Les facteurs de risque de développer une EPT :
Différents marqueurs de gravité ont été discutés dans la littérature comme potentiels facteurs favorisants d'EPT. La durée du coma, l'amnésie post-traumatique et le score de Glasgow initial ont été avancés par certains mais l'altération prolongée de la conscience en l'absence de lésion cérébrale documentée n'apparaît pas comme un facteur de risque. Il semble que la nature du TC (pénétrant avec fracture et embarrure), la présence de lésions cérébrales focales (en particulier de type hématome ou contusion hémorragique) ainsi que la notion de crises précoces favorisent le développement d'une EPT. Ces facteurs de risque ont été confirmés dans une étude récente, avec par ordre d'importance: la survenue de crises précoces, une fracture en particulier déplacée, un déficit neurologique focal permanent, une lésion cortico-sous-corticale au scanner en particulier en cas d'hématome intra-cérébral (5). Cette même étude n'a pas montré de lien entre la survenue d'une EPT et la durée du coma, le score de Glasgow initial ou la durée de l'amnésie post-traumatique.
Doit on donner un traitement antiépileptique en cas de facteurs de risque élevés ?
Un traitement anti-épileptique est souvent prescrit en cas de TC grave, en particulier en milieu de réanimation neurochirurgicale. Il a été démontré avec la phénytoïne et la carbamazépine une diminution du risque de crises dans la première semaine mais aucun effet protecteur significatif n'était observé entre le 8ème jour et la fin de la 2ème année (6). Les travaux récents n'ont pas démontré d'effet prophylactique sur le développement ultérieur de l'EPT. Il existe uniquement un effet de protection contre la survenue de crises pendant l'administration du traitement. Il faut aussi tenir compte de la plus grande neurotoxicité des antiépileptiques en particulier durant la phase précoce et des effets secondaires cognitifs qui peuvent êtres gênants à la phase de rééducation. En cas de TC fermé et en l'absence de crises documentées, il n'y a donc pas d'intérêt à poursuivre le traitement anti-épileptique au-delà de la première semaine suivant le TC et une tentative d'arrêt progressif du traitement est possible sous surveillance médicale. En cas de TC ouvert et/ou de crises précoces, du fait du risque plus important, la poursuite ou non du traitement sera à discuter au cas par cas.

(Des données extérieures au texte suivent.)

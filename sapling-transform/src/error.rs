//! Error classification.

use thiserror::Error;

/// Stable machine-readable classification of a transformation failure.
#[derive(Debug, Clone, Copy, PartialEq, Eq)]
pub enum ErrorCode {
    /// A pass hook attempted asynchronous execution; fatal, indicates a
    /// pass/host compatibility mismatch, never retried.
    AsyncHookUnsupported,
    /// Unclassified failure during pass execution.
    Transform,
    /// Unclassified failure during code generation.
    Generate,
}

impl ErrorCode {
    /// The stable code string for programmatic branching.
    pub fn as_str(&self) -> &'static str {
        match self {
            ErrorCode::AsyncHookUnsupported => "ASYNC_HOOK_UNSUPPORTED",
            ErrorCode::Transform => "TRANSFORM_ERROR",
            ErrorCode::Generate => "GENERATE_ERROR",
        }
    }
}

/// A classified transformation failure.
///
/// The message always begins with the originating file's name (or the
/// `<unknown>` placeholder); the code is stable across releases.
#[derive(Debug, Error)]
#[error("{message}")]
pub struct TransformError {
    code: ErrorCode,
    message: String,
}

impl TransformError {
    pub(crate) fn new(
        filename: &str,
        code: ErrorCode,
        message: impl std::fmt::Display,
    ) -> Self {
        Self {
            code,
            message: format!("{filename}: {message}"),
        }
    }

    pub(crate) fn transform(filename: &str, message: impl std::fmt::Display) -> Self {
        Self::new(filename, ErrorCode::Transform, message)
    }

    pub fn code(&self) -> ErrorCode {
        self.code
    }

    pub fn message(&self) -> &str {
        &self.message
    }
}
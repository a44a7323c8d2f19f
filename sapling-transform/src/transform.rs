//! Transformation orchestrator.

use std::sync::atomic::{AtomicUsize, Ordering};

use indexmap::IndexMap;
use sapling_ast::{Node, SourceKind};
use sapling_codegen::{GenOptions, SourceMap, generate};
use serde_json::Value;

use crate::{
    cache::{CacheEntry, CacheStore, Fingerprint, store_eligibility},
    error::{ErrorCode, TransformError},
    file::normalize,
    options::{ResolvedConfig, config_material},
    pipeline::{PipelineError, run_pass_groups},
};

/// The result of one transformation.
#[derive(Debug, Clone)]
pub struct TransformOutput {
    /// Metadata accumulated by passes; empty on a cache hit.
    pub metadata: IndexMap<String, Value>,
    /// The effective options the run finished with.
    pub options: crate::Options,
    /// The mutated tree, present only when `options.ast` was set.
    pub ast: Option<Node>,
    /// Generated code, absent when code emission was disabled.
    pub code: Option<String>,
    /// Source map, absent when code emission or mapping was disabled.
    pub map: Option<SourceMap>,
    /// The program's module kind.
    pub source_kind: SourceKind,
}

/// Counters observable across runs of one [`Transformer`].
///
/// They make cache behavior verifiable from the outside: a cache hit leaves
/// `pipeline_runs` and `codegen_runs` untouched.
#[derive(Debug, Default)]
pub struct RunCounters {
    pub pipeline_runs: AtomicUsize,
    pub codegen_runs: AtomicUsize,
    pub cache_hits: AtomicUsize,
    pub cache_stores: AtomicUsize,
    pub cache_skips: AtomicUsize,
}

impl RunCounters {
    fn bump(counter: &AtomicUsize) {
        counter.fetch_add(1, Ordering::SeqCst);
    }
}

/// Top-level entry point: cache lookup, normalization, pipeline execution,
/// code generation, result assembly, cache write-back.
///
/// One `Transformer` may serve many compilations; the cache store handle is
/// created with the transformer and shared by all of them. Each compilation
/// is fully synchronous and exclusively owns its working state.
#[derive(Debug, Default)]
pub struct Transformer {
    cache: Option<CacheStore>,
    /// Run counters; see [`RunCounters`].
    pub counters: RunCounters,
}

impl Transformer {
    /// A transformer with caching disabled.
    pub fn new() -> Self {
        Self::default()
    }

    /// A transformer backed by an on-disk cache store.
    pub fn with_cache(store: CacheStore) -> Self {
        Self {
            cache: Some(store),
            counters: RunCounters::default(),
        }
    }

    /// Transform `source` under `config`, optionally reusing a pre-parsed
    /// tree instead of parsing.
    pub fn transform(
        &self,
        config: &ResolvedConfig,
        source: &str,
        ast: Option<Node>,
    ) -> Result<TransformOutput, TransformError> {
        let material = config.fingerprint_material();
        let fingerprint = Fingerprint::compute(&material, source);

        if let Some(entry) = self.cache.as_ref().and_then(|c| c.lookup(&fingerprint)) {
            RunCounters::bump(&self.counters.cache_hits);
            return Ok(TransformOutput {
                metadata: IndexMap::new(),
                options: config.options.clone(),
                ast: None,
                code: Some(entry.code),
                map: Some(entry.map),
                source_kind: SourceKind::default(),
            });
        }

        let mut file = normalize(&config.options, source, ast)?;
        let filename = file.opts.display_name().to_string();

        RunCounters::bump(&self.counters.pipeline_runs);
        run_pass_groups(&mut file, &config.pass_groups, &config.options).map_err(|err| {
            match err {
                PipelineError::AsyncHook { .. } => {
                    TransformError::new(&filename, ErrorCode::AsyncHookUnsupported, err)
                }
                PipelineError::Pass(report) => {
                    TransformError::new(&filename, ErrorCode::Transform, format!("{report:#}"))
                }
            }
        })?;

        let (code, map) = if file.opts.code {
            RunCounters::bump(&self.counters.codegen_runs);
            let generated = generate(
                &file.ast,
                &GenOptions {
                    filename: filename.clone(),
                    source_map: file.opts.source_map,
                    ..GenOptions::default()
                },
            )
            .map_err(|report| {
                TransformError::new(&filename, ErrorCode::Generate, format!("{report:#}"))
            })?;
            (Some(generated.code), generated.map)
        } else {
            (None, None)
        };

        let source_kind = file.ast.source_kind().unwrap_or_default();
        let output = TransformOutput {
            metadata: file.metadata.clone(),
            options: file.opts.clone(),
            ast: file.opts.ast.then(|| file.ast.clone()),
            code,
            map,
            source_kind,
        };

        if let Some(cache) = &self.cache {
            let material_now = config_material(&file.opts, &config.pass_groups);
            match store_eligibility(&output, &material, &material_now) {
                Ok(()) => {
                    let entry = CacheEntry {
                        // Eligibility guarantees both artifacts exist.
                        code: output.code.clone().unwrap_or_default(),
                        map: output.map.clone().unwrap_or_else(|| SourceMap::new(&filename)),
                    };
                    match cache.store(&fingerprint, &entry) {
                        Ok(()) => RunCounters::bump(&self.counters.cache_stores),
                        // Storage unavailability is never fatal; the caller
                        // still gets the freshly computed result.
                        Err(_) => RunCounters::bump(&self.counters.cache_skips),
                    }
                }
                Err(_reason) => RunCounters::bump(&self.counters.cache_skips),
            }
        }

        Ok(output)
    }

    /// Deferred call form: identical semantics and identical classified
    /// errors, reported through `done`. No concurrency is introduced; the
    /// computation runs synchronously before this returns.
    pub fn transform_deferred<F>(
        &self,
        config: &ResolvedConfig,
        source: &str,
        ast: Option<Node>,
        done: F,
    ) where
        F: FnOnce(Result<TransformOutput, TransformError>),
    {
        done(self.transform(config, source, ast));
    }
}
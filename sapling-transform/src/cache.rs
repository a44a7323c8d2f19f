//! Content-addressed build cache.
//!
//! Whole transformation runs are memoized on disk: the fingerprint is a pure
//! function of (canonical configuration serialization, source text), and an
//! entry stores exactly two artifacts, the generated code and its source map.
//! Runs that produce any other observable state (metadata, a returned tree,
//! a non-default source kind) are skipped rather than partially persisted.

use std::{
    fs, io,
    path::{Path, PathBuf},
};

use sapling_ast::SourceKind;
use sapling_codegen::SourceMap;
use xxhash_rust::xxh64::Xxh64;

use crate::transform::TransformOutput;

/// A deterministic cache key over (configuration, source text).
#[derive(Debug, Clone, PartialEq, Eq, Hash)]
pub struct Fingerprint(String);

impl Fingerprint {
    /// Hash the canonical configuration material and the source text.
    ///
    /// The material is length-prefixed before concatenation so that moving
    /// bytes between the two fields can never produce the same digest.
    pub fn compute(config_material: &str, source: &str) -> Self {
        let mut hasher = Xxh64::new(0);
        hasher.update(&(config_material.len() as u64).to_le_bytes());
        hasher.update(config_material.as_bytes());
        hasher.update(source.as_bytes());
        Self(format!("{:016x}", hasher.digest()))
    }

    pub fn as_str(&self) -> &str {
        &self.0
    }
}

impl std::fmt::Display for Fingerprint {
    fn fmt(&self, f: &mut std::fmt::Formatter<'_>) -> std::fmt::Result {
        f.write_str(&self.0)
    }
}

/// A persisted (code, map) pair. Immutable once written: a later run with an
/// identical fingerprint reads back byte-identical code.
#[derive(Debug, Clone, PartialEq)]
pub struct CacheEntry {
    pub code: String,
    pub map: SourceMap,
}

/// Why a freshly computed result was not persisted.
///
/// Skips are outcomes, never errors; the caller still receives the result.
#[derive(Debug, Clone, Copy, PartialEq, Eq)]
pub enum SkipReason {
    /// The resolved options changed between fingerprinting and storing
    /// (a pass mutated the file's options mid-run).
    ConfigChanged,
    /// Passes contributed metadata, which the cache does not persist.
    MetadataPresent,
    /// The tree is being returned to the caller; cached replay could not
    /// reconstruct it.
    AstReturned,
    /// The program's module kind is not the expected default kind.
    NonDefaultSourceKind,
    /// Code emission or source mapping was disabled, leaving no complete
    /// code/map pair to persist.
    ArtifactsMissing,
}

/// Decide whether a freshly computed result may be persisted.
///
/// `material_at_fingerprint` is the canonical configuration serialization
/// hashed into the fingerprint; `material_now` is recomputed from the
/// post-run, fully resolved options (the canonical choice for the
/// invalidation key). Any divergence means a pass mutated options mid-run.
pub fn store_eligibility(
    result: &TransformOutput,
    material_at_fingerprint: &str,
    material_now: &str,
) -> Result<(), SkipReason> {
    if material_now != material_at_fingerprint {
        return Err(SkipReason::ConfigChanged);
    }
    if !result.metadata.is_empty() {
        return Err(SkipReason::MetadataPresent);
    }
    if result.ast.is_some() {
        return Err(SkipReason::AstReturned);
    }
    if result.source_kind != SourceKind::default() {
        return Err(SkipReason::NonDefaultSourceKind);
    }
    if result.code.is_none() || result.map.is_none() {
        return Err(SkipReason::ArtifactsMissing);
    }
    Ok(())
}

/// Handle to the on-disk store.
///
/// Created explicitly by the orchestrator's owner; its lifecycle is tied to
/// the [`crate::Transformer`], not process startup. The backing directory is
/// shared process-wide: concurrent writers of the same fingerprint race
/// benignly because entries are idempotent.
#[derive(Debug, Clone)]
pub struct CacheStore {
    root: PathBuf,
}

impl CacheStore {
    /// Open (creating if absent) a store rooted at `dir`.
    pub fn open(dir: impl Into<PathBuf>) -> io::Result<Self> {
        let root = dir.into();
        fs::create_dir_all(&root)?;
        Ok(Self { root })
    }

    /// The store's root directory.
    pub fn root(&self) -> &Path {
        &self.root
    }

    /// Look up an entry. Absence or unreadability of either record is a
    /// miss, never an error.
    pub fn lookup(&self, fingerprint: &Fingerprint) -> Option<CacheEntry> {
        let code = fs::read_to_string(self.record_path(fingerprint, "code")).ok()?;
        let map_bytes = fs::read_to_string(self.record_path(fingerprint, "map")).ok()?;
        let map: SourceMap = serde_json::from_str(&map_bytes).ok()?;
        Some(CacheEntry { code, map })
    }

    /// Persist an entry under its fingerprint.
    pub fn store(&self, fingerprint: &Fingerprint, entry: &CacheEntry) -> io::Result<()> {
        let map_bytes = serde_json::to_string(&entry.map)
            .map_err(|err| io::Error::new(io::ErrorKind::InvalidData, err))?;
        fs::write(self.record_path(fingerprint, "code"), &entry.code)?;
        fs::write(self.record_path(fingerprint, "map"), map_bytes)?;
        Ok(())
    }

    fn record_path(&self, fingerprint: &Fingerprint, kind: &str) -> PathBuf {
        self.root.join(format!("{fingerprint}.{kind}"))
    }
}

#[cfg(test)]
mod tests {
    use super::*;

    #[test]
    fn test_fingerprint_is_deterministic() {
        let a = Fingerprint::compute("{\"options\":{}}", "let x = 1;");
        let b = Fingerprint::compute("{\"options\":{}}", "let x = 1;");
        assert_eq!(a, b);
    }

    #[test]
    fn test_fingerprint_sensitivity() {
        let base = Fingerprint::compute("config", "source");
        assert_ne!(base, Fingerprint::compute("config", "sourc e"));
        assert_ne!(base, Fingerprint::compute("confib", "source"));
        // Field boundary cannot be shifted.
        assert_ne!(base, Fingerprint::compute("configs", "ource"));
    }

    #[test]
    fn test_lookup_missing_is_none() {
        let dir = tempfile::tempdir().unwrap();
        let store = CacheStore::open(dir.path().join("cache")).unwrap();
        let fingerprint = Fingerprint::compute("c", "s");
        assert!(store.lookup(&fingerprint).is_none());
    }

    #[test]
    fn test_store_then_lookup_round_trips() {
        let dir = tempfile::tempdir().unwrap();
        let store = CacheStore::open(dir.path()).unwrap();
        let fingerprint = Fingerprint::compute("c", "s");
        let entry = CacheEntry {
            code: "let y = 1;\n".to_string(),
            map: SourceMap::new("a.sl"),
        };
        store.store(&fingerprint, &entry).unwrap();
        assert_eq!(store.lookup(&fingerprint), Some(entry));
    }

    #[test]
    fn test_corrupt_map_is_a_miss() {
        let dir = tempfile::tempdir().unwrap();
        let store = CacheStore::open(dir.path()).unwrap();
        let fingerprint = Fingerprint::compute("c", "s");
        std::fs::write(store.record_path(&fingerprint, "code"), "code").unwrap();
        std::fs::write(store.record_path(&fingerprint, "map"), "not json").unwrap();
        assert!(store.lookup(&fingerprint).is_none());
    }
}
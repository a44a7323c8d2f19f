//! Source-map structure.

use serde::{Deserialize, Serialize};

/// A generated-to-original position mapping at statement granularity.
#[derive(Debug, Clone, Copy, PartialEq, Eq, Serialize, Deserialize)]
pub struct Mapping {
    /// 1-based line in the generated output.
    pub generated_line: u32,
    /// 0-based column in the generated output.
    pub generated_column: u32,
    /// 1-based line in the original source.
    pub original_line: u32,
}

/// A source map for one generated file.
///
/// Mappings are recorded per emitted statement that still knows its original
/// line; statements synthesized by passes carry no mapping.
#[derive(Debug, Clone, PartialEq, Serialize, Deserialize)]
pub struct SourceMap {
    pub version: u8,
    pub file: String,
    pub sources: Vec<String>,
    pub mappings: Vec<Mapping>,
}

impl SourceMap {
    pub fn new(file: impl Into<String>) -> Self {
        let file = file.into();
        Self {
            version: 3,
            sources: vec![file.clone()],
            file,
            mappings: Vec::new(),
        }
    }
}
//! Visitor descriptors and merging.

use std::sync::Arc;

use eyre::Result;
use indexmap::IndexMap;
use sapling_ast::{Node, NodeKind};

use crate::scope::ScopeInfo;

/// A node handler bound to a caller-supplied context type.
///
/// Handlers receive their context explicitly; there is no implicit receiver.
pub type Handler<C> = Arc<dyn Fn(&mut C, &mut Node, &mut ScopeInfo) -> Result<()> + Send + Sync>;

/// A visitor descriptor: an ordered mapping of node kind to handler.
pub struct Visitor<C> {
    handlers: IndexMap<NodeKind, Handler<C>>,
}

impl<C> Visitor<C> {
    pub fn new() -> Self {
        Self {
            handlers: IndexMap::new(),
        }
    }

    /// Register a handler for a node kind. Last registration wins within a
    /// single descriptor; ordering across descriptors is handled by
    /// [`merge_visitors`].
    pub fn on<F>(mut self, kind: NodeKind, handler: F) -> Self
    where
        F: Fn(&mut C, &mut Node, &mut ScopeInfo) -> Result<()> + Send + Sync + 'static,
    {
        self.handlers.insert(kind, Arc::new(handler));
        self
    }

    /// The handler for a node kind, if any.
    pub fn handler(&self, kind: NodeKind) -> Option<&Handler<C>> {
        self.handlers.get(&kind)
    }

    /// Node kinds this descriptor handles, in registration order.
    pub fn kinds(&self) -> impl Iterator<Item = NodeKind> + '_ {
        self.handlers.keys().copied()
    }

    pub fn is_empty(&self) -> bool {
        self.handlers.is_empty()
    }
}

impl<C> Default for Visitor<C> {
    fn default() -> Self {
        Self::new()
    }
}

impl<C> Clone for Visitor<C> {
    fn clone(&self) -> Self {
        Self {
            handlers: self.handlers.clone(),
        }
    }
}

/// N visitor descriptors merged into one traversal request.
///
/// Entry order is descriptor order: when several descriptors handle the same
/// node kind, their handlers fire in the order the descriptors were merged.
pub struct MergedVisitor<C> {
    entries: Vec<MergedEntry<C>>,
    wrap: bool,
}

struct MergedEntry<C> {
    label: String,
    visitor: Visitor<C>,
}

/// Merge labeled visitor descriptors into a single traversal request.
///
/// `wrap` enables wrapping handler errors with the owning descriptor's label,
/// so a failure names the pass it came from.
pub fn merge_visitors<C>(labeled: Vec<(String, Visitor<C>)>, wrap: bool) -> MergedVisitor<C> {
    MergedVisitor {
        entries: labeled
            .into_iter()
            .map(|(label, visitor)| MergedEntry { label, visitor })
            .collect(),
        wrap,
    }
}

impl<C> MergedVisitor<C> {
    /// Number of merged descriptors.
    pub fn len(&self) -> usize {
        self.entries.len()
    }

    pub fn is_empty(&self) -> bool {
        self.entries.is_empty()
    }

    /// Invoke every matching handler for one node, in descriptor order.
    ///
    /// `contexts` is parallel to the merged descriptors: entry `i` runs
    /// against `contexts[i]`.
    pub(crate) fn dispatch(
        &self,
        node: &mut Node,
        contexts: &mut [C],
        scope: &mut ScopeInfo,
    ) -> Result<()> {
        debug_assert_eq!(self.entries.len(), contexts.len());
        let kind = node.kind();
        for (entry, context) in self.entries.iter().zip(contexts.iter_mut()) {
            if let Some(handler) = entry.visitor.handler(kind) {
                let result = handler(context, node, scope);
                if self.wrap {
                    result.map_err(|err| {
                        err.wrap_err(format!("pass `{}` failed on {}", entry.label, kind.as_str()))
                    })?;
                } else {
                    result?;
                }
            }
        }
        Ok(())
    }
}

#[cfg(test)]
mod tests {
    use super::*;

    #[test]
    fn test_merge_preserves_descriptor_order() {
        let first: Visitor<Vec<&'static str>> =
            Visitor::new().on(NodeKind::Ident, |log: &mut Vec<&'static str>, _, _| {
                log.push("first");
                Ok(())
            });
        let second: Visitor<Vec<&'static str>> =
            Visitor::new().on(NodeKind::Ident, |log: &mut Vec<&'static str>, _, _| {
                log.push("second");
                Ok(())
            });

        let merged = merge_visitors(
            vec![("a".to_string(), first), ("b".to_string(), second)],
            false,
        );
        let mut contexts = vec![Vec::new(), Vec::new()];
        let mut node = Node::Ident { name: "x".into() };
        let mut scope = ScopeInfo::default();
        merged
            .dispatch(&mut node, &mut contexts, &mut scope)
            .unwrap();
        assert_eq!(contexts[0], vec!["first"]);
        assert_eq!(contexts[1], vec!["second"]);
    }

    #[test]
    fn test_wrap_names_the_failing_pass() {
        let failing: Visitor<()> = Visitor::new().on(NodeKind::Ident, |_: &mut (), _, _| {
            Err(eyre::eyre!("boom"))
        });
        let merged = merge_visitors(vec![("broken-pass".to_string(), failing)], true);
        let mut contexts = vec![()];
        let mut node = Node::Ident { name: "x".into() };
        let mut scope = ScopeInfo::default();
        let err = merged
            .dispatch(&mut node, &mut contexts, &mut scope)
            .unwrap_err();
        assert!(format!("{err:#}").contains("broken-pass"));
    }
}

Délai de survenue des crises et physiopathologie de l'EPT :
Le délai de survenue des crises est variable en fonction de la population étudiée, de l'ordre de 40% dans les 6 premiers mois, 55% environ dans la première année et 80% avant 2 ans. Après une plaie pénétrante, les patients conservent un risque de développer une épilepsie jusqu'à 10 à 15 ans après le TC. Ce délai « d'incubation » représente la période clé pendant laquelle se développent les mécanismes de l'épileptogénèse post-traumatique. Un TC déclenche une série de réponses comportant une modification du débit sanguin, une altération de la barrière hémato-encéphalique, des lésions ischémiques ou hémorragiques avec une interruption des faisceaux de fibres. La présence de sang semble être un facteur de risque de développer une EPT. L'extravasation de sang, suivie d'hémolyse et de dépôts de produits dérivés de l'hémoglobine semble initier une séquence de libération de radicaux libres. Ces phénomènes pourraient conduire à une dégradation, notamment induite par le fer, des membranes neuronales. Par ailleurs, le phénomène de bourgeonnement axonal (ou sprouting) est connu pour jouer un rôle d'entretien de l'épileptogénèse dans certaines épilepsies du lobe temporal. La question qui se pose actuellement est de savoir si ce sprouting pourrait être la conséquence d'une lésion cérébrale induite (comme au cours d'un TC) et précéder alors les crises. La conception de traitements « préventifs » de l'épilepsie post-traumatique passe par la compréhension de cette cascade d'événements conduisant à l'apparition des crises.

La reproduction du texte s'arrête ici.